Let $(X,d_{X})$ be a metric space.

If $(x_{n})_{n\in\mathbb{N}}$ is a convergent sequence of points in $X$, then its limit is unique.

Proof

We are going to prove the desired claim by contradiction.

Let $(x_{n})_{n\in\mathbb{N}}$ be a sequence of points in $X$ which converge to $a$ and $b$, respectively, where $a\neq b$.

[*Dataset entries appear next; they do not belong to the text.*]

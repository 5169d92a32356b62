use ratatui::Frame;
use ratatui::layout::{Constraint, Layout, Rect};
use ratatui::style::{Color, Modifier, Style};
use ratatui::text::Line;
use ratatui::widgets::{Block, Borders, Paragraph, Tabs};

use crate::catalog::{Catalog, Course, SectionHandle, SectionId, SectionIndex, SectionPath};

// 一屏最多排几列周
const WEEK_COLUMNS: usize = 4;

// -----------------------------------------------------------------------------------------------

/// 浏览视图状态：一次显示一个学期块，块内是课程 Tab + 周列 + 小节列表。
/// 每个学期记住自己激活的课程 Tab，首个 Tab 默认激活。
pub struct BrowseState {
    pub semester: usize,
    pub tabs: Vec<usize>, // 每个学期激活的课程 Tab
    pub week: usize,      // 光标所在周列
    pub item: usize,      // 周内小节光标
}

impl BrowseState {
    /// 登记所有小节的浏览句柄并初始化 Tab 状态
    pub fn build(catalog: &Catalog, index: &mut SectionIndex) -> Self {
        for (si, semester) in catalog.semesters.iter().enumerate() {
            for (ci, course) in semester.courses.iter().enumerate() {
                for (wi, week) in course.weeks.iter().enumerate() {
                    for ni in 0..week.sections.len() {
                        let path = SectionPath {
                            semester: si,
                            course: ci,
                            week: wi,
                            section: ni,
                        };
                        if let Some(id) = index.id_by_path(path) {
                            index.register_handle(
                                id,
                                SectionHandle::BrowseItem {
                                    semester: si,
                                    course: ci,
                                    week: wi,
                                    item: ni,
                                },
                            );
                        }
                    }
                }
            }
        }
        Self {
            semester: 0,
            tabs: vec![0; catalog.semesters.len()],
            week: 0,
            item: 0,
        }
    }

    pub fn active_tab(&self) -> usize {
        self.tabs.get(self.semester).copied().unwrap_or(0)
    }

    fn current_course<'a>(&self, catalog: &'a Catalog) -> Option<&'a Course> {
        catalog
            .semesters
            .get(self.semester)?
            .courses
            .get(self.active_tab())
    }

    pub fn switch_semester(&mut self, catalog: &Catalog, delta: i64) {
        if catalog.semesters.is_empty() {
            return;
        }
        let last = catalog.semesters.len() as i64 - 1;
        self.semester = (self.semester as i64 + delta).clamp(0, last) as usize;
        self.week = 0;
        self.item = 0;
        self.clamp(catalog);
    }

    pub fn switch_tab(&mut self, catalog: &Catalog, delta: i64) {
        let Some(semester) = catalog.semesters.get(self.semester) else {
            return;
        };
        if semester.courses.is_empty() {
            return;
        }
        let last = semester.courses.len() as i64 - 1;
        let tab = (self.active_tab() as i64 + delta).clamp(0, last) as usize;
        self.tabs[self.semester] = tab;
        self.week = 0;
        self.item = 0;
    }

    pub fn move_week(&mut self, catalog: &Catalog, delta: i64) {
        let Some(course) = self.current_course(catalog) else {
            return;
        };
        if course.weeks.is_empty() {
            return;
        }
        let last = course.weeks.len() as i64 - 1;
        self.week = (self.week as i64 + delta).clamp(0, last) as usize;
        self.clamp(catalog);
    }

    pub fn move_item(&mut self, catalog: &Catalog, delta: i64) {
        let Some(course) = self.current_course(catalog) else {
            return;
        };
        let Some(week) = course.weeks.get(self.week) else {
            return;
        };
        if week.sections.is_empty() {
            return;
        }
        let last = week.sections.len() as i64 - 1;
        self.item = (self.item as i64 + delta).clamp(0, last) as usize;
    }

    fn clamp(&mut self, catalog: &Catalog) {
        if let Some(course) = self.current_course(catalog) {
            if self.week >= course.weeks.len() {
                self.week = course.weeks.len().saturating_sub(1);
            }
            if let Some(week) = course.weeks.get(self.week) {
                if self.item >= week.sections.len() {
                    self.item = week.sections.len().saturating_sub(1);
                }
            }
        }
    }

    /// 光标指向的小节路径
    pub fn selected_path(&self, catalog: &Catalog) -> Option<SectionPath> {
        let course = self.current_course(catalog)?;
        let week = course.weeks.get(self.week)?;
        if week.sections.is_empty() {
            return None;
        }
        Some(SectionPath {
            semester: self.semester,
            course: self.active_tab(),
            week: self.week,
            section: self.item.min(week.sections.len() - 1),
        })
    }

    /// 选中同步：切到小节所在的学期块、激活它的课程 Tab、光标对位
    pub fn reveal(&mut self, path: &SectionPath) {
        self.semester = path.semester;
        if let Some(tab) = self.tabs.get_mut(path.semester) {
            *tab = path.course;
        }
        self.week = path.week;
        self.item = path.section;
    }
}

// -----------------------------------------------------------------------------------------------

/// 画右侧浏览视图
pub fn draw(
    frame: &mut Frame,
    area: Rect,
    catalog: &Catalog,
    browse: &BrowseState,
    active: Option<SectionId>,
    index: &SectionIndex,
    focused: bool,
) {
    let block = Block::default()
        .borders(Borders::ALL)
        .title(" 目录浏览 ")
        .border_style(if focused {
            Style::default().fg(Color::Cyan)
        } else {
            Style::default().fg(Color::DarkGray)
        });
    let inner = block.inner(area);
    frame.render_widget(block, area);

    let Some(semester) = catalog.semesters.get(browse.semester) else {
        return;
    };

    let [header, tabs_area, weeks_area] = Layout::vertical([
        Constraint::Length(1),
        Constraint::Length(1),
        Constraint::Min(1),
    ])
    .areas(inner);

    // 学期块标题
    let pager = format!(
        " {} ({}/{}) ",
        semester.title,
        browse.semester + 1,
        catalog.semesters.len()
    );
    frame.render_widget(
        Paragraph::new(Line::styled(
            pager,
            Style::default().add_modifier(Modifier::BOLD),
        )),
        header,
    );

    // 课程 Tab，默认第一个激活
    let titles: Vec<Line> = semester
        .courses
        .iter()
        .map(|c| Line::raw(c.title.clone()))
        .collect();
    frame.render_widget(
        Tabs::new(titles)
            .select(browse.active_tab())
            .highlight_style(
                Style::default()
                    .fg(Color::Cyan)
                    .add_modifier(Modifier::BOLD),
            ),
        tabs_area,
    );

    let Some(course) = semester.courses.get(browse.active_tab()) else {
        return;
    };
    if course.weeks.is_empty() {
        return;
    }

    // 周按页分列，光标所在页可见
    let page_start = (browse.week / WEEK_COLUMNS) * WEEK_COLUMNS;
    let visible_weeks: Vec<_> = course
        .weeks
        .iter()
        .enumerate()
        .skip(page_start)
        .take(WEEK_COLUMNS)
        .collect();

    let constraints =
        vec![Constraint::Ratio(1, visible_weeks.len() as u32); visible_weeks.len()];
    let columns = Layout::horizontal(constraints).split(weeks_area);

    for ((wi, week), column) in visible_weeks.into_iter().zip(columns.iter()) {
        let mut lines = vec![Line::styled(
            week.title.clone(),
            Style::default().add_modifier(Modifier::UNDERLINED),
        )];
        for (ni, section) in week.sections.iter().enumerate() {
            let id = index.id_by_path(SectionPath {
                semester: browse.semester,
                course: browse.active_tab(),
                week: wi,
                section: ni,
            });
            let is_active = id.is_some() && id == active;
            let mut style = if is_active {
                Style::default()
                    .fg(Color::Yellow)
                    .add_modifier(Modifier::BOLD)
            } else {
                Style::default()
            };
            if focused && wi == browse.week && ni == browse.item {
                style = style.add_modifier(Modifier::REVERSED);
            }
            let marker = if is_active { "▶ " } else { "· " };
            lines.push(Line::styled(format!("{}{}", marker, section.title), style));
        }
        frame.render_widget(Paragraph::new(lines), *column);
    }
}

// -----------------------------------------------------------------------------------------------

#[cfg(test)]
mod tests {
    use super::*;
    use crate::catalog::{Catalog, SectionIndex};

    fn fixture() -> (Catalog, SectionIndex, BrowseState) {
        let catalog = Catalog::from_json_str(
            r#"[
                { "title": "第1学期", "courses": [
                    { "title": "课程A", "weeks": [
                        { "title": "第1周", "sections": [
                            { "title": "第0小节", "url": "a/w1c0.mp4" },
                            { "title": "第1小节", "url": "a/w1c1.mp4" }
                        ]}
                    ]},
                    { "title": "课程B", "weeks": [
                        { "title": "第1周", "sections": [
                            { "title": "第0小节", "url": "b/w1c0.mp4" }
                        ]}
                    ]}
                ]},
                { "title": "第2学期", "courses": [
                    { "title": "课程C", "weeks": [
                        { "title": "第1周", "sections": [
                            { "title": "第0小节", "url": "c/w1c0.mp4" }
                        ]}
                    ]}
                ]}
            ]"#,
        )
        .unwrap();
        let mut index = SectionIndex::build(&catalog);
        let browse = BrowseState::build(&catalog, &mut index);
        (catalog, index, browse)
    }

    #[test]
    fn first_course_tab_active_by_default() {
        let (_, _, browse) = fixture();
        assert_eq!(browse.active_tab(), 0);
        assert_eq!(browse.semester, 0);
    }

    #[test]
    fn every_section_gets_a_browse_handle() {
        let (_, index, _) = fixture();
        for entry in index.iter() {
            assert!(
                entry
                    .handles
                    .iter()
                    .any(|h| matches!(h, SectionHandle::BrowseItem { .. })),
                "{} 没有浏览句柄",
                entry.display_title
            );
        }
    }

    #[test]
    fn tab_switch_resets_cursor_and_is_per_semester() {
        let (catalog, _, mut browse) = fixture();
        browse.item = 1;
        browse.switch_tab(&catalog, 1);
        assert_eq!(browse.active_tab(), 1);
        assert_eq!(browse.item, 0);

        // 另一个学期的 Tab 状态独立
        browse.switch_semester(&catalog, 1);
        assert_eq!(browse.semester, 1);
        assert_eq!(browse.active_tab(), 0);
        browse.switch_semester(&catalog, -1);
        assert_eq!(browse.active_tab(), 1);
    }

    #[test]
    fn selected_path_resolves_to_unique_section() {
        let (catalog, index, mut browse) = fixture();
        browse.move_item(&catalog, 1);
        let path = browse.selected_path(&catalog).unwrap();
        let id = index.id_by_path(path).unwrap();
        assert_eq!(index.resolve(id).unwrap().section.url, "a/w1c1.mp4");
    }

    #[test]
    fn reveal_activates_matching_tab_and_block() {
        let (catalog, index, mut browse) = fixture();
        // 第2学期课程C的小节
        let entry = index
            .iter()
            .find(|e| e.section.url == "c/w1c0.mp4")
            .unwrap();
        browse.reveal(&entry.path);
        assert_eq!(browse.semester, 1);
        assert_eq!(browse.active_tab(), 0);
        assert_eq!(browse.selected_path(&catalog), Some(entry.path));
    }

    #[test]
    fn cursor_clamps_at_bounds() {
        let (catalog, _, mut browse) = fixture();
        browse.move_item(&catalog, 100);
        assert_eq!(browse.item, 1);
        browse.move_item(&catalog, -100);
        assert_eq!(browse.item, 0);
        browse.switch_semester(&catalog, 100);
        assert_eq!(browse.semester, 1);
    }
}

On the one hand, the first convergence means that \begin{align*} (\forall\varepsilon\in\mathbb{R}_{>0})(\exists n_{1}\in\mathbb{N})(\forall n\in\mathbb{N})(n\geq n_{1} \Rightarrow d_{X}(x_{n},a) < \varepsilon) \end{align*}

On the other hand, the second convergence means that \begin{align*} (\forall\varepsilon\in\mathbb{R}_{>0})(\exists n_{2}\in\mathbb{N})(\forall n\in\mathbb{N})(n\geq n_{2} \Rightarrow d_{X}(x_{n},b) < \varepsilon) \end{align*}

Since $a\neq b$, we can take $3\varepsilon = d_{X}(a,b)$.

Consequently, there is $n_{\varepsilon} = \max\{n_{1},n_{2}\}$ such that for every $n\in\mathbb{N}$ satisfying $n\geq n_{\varepsilon}$ results that: \begin{align*} d_{X}(a,b) \leq d_{X}(x_{n},a) + d_{X}(x_{n},b) < 2\varepsilon = \frac{2d_{X}(a,b)}{3} \Rightarrow d_{X}(a,b) < 0, \end{align*} which is clearly a contradiction, because the metric is always non-negative.

Hopefully this helps!

EDIT

Claim

Based on the suggestion of @MarekKryspin, consider a Hausdorff topological space $(X,\tau)$.

If $(x_{n})_{n\in\mathbb{N}}$ is a sequence of points in $X$ which converges, then the limit is unique.

Proof

Suppose the sequence $(x_{n})_{n\in\mathbb{N}}$ of points in $X$ converges to $a$ and $b$, respectively, where $a\neq b$.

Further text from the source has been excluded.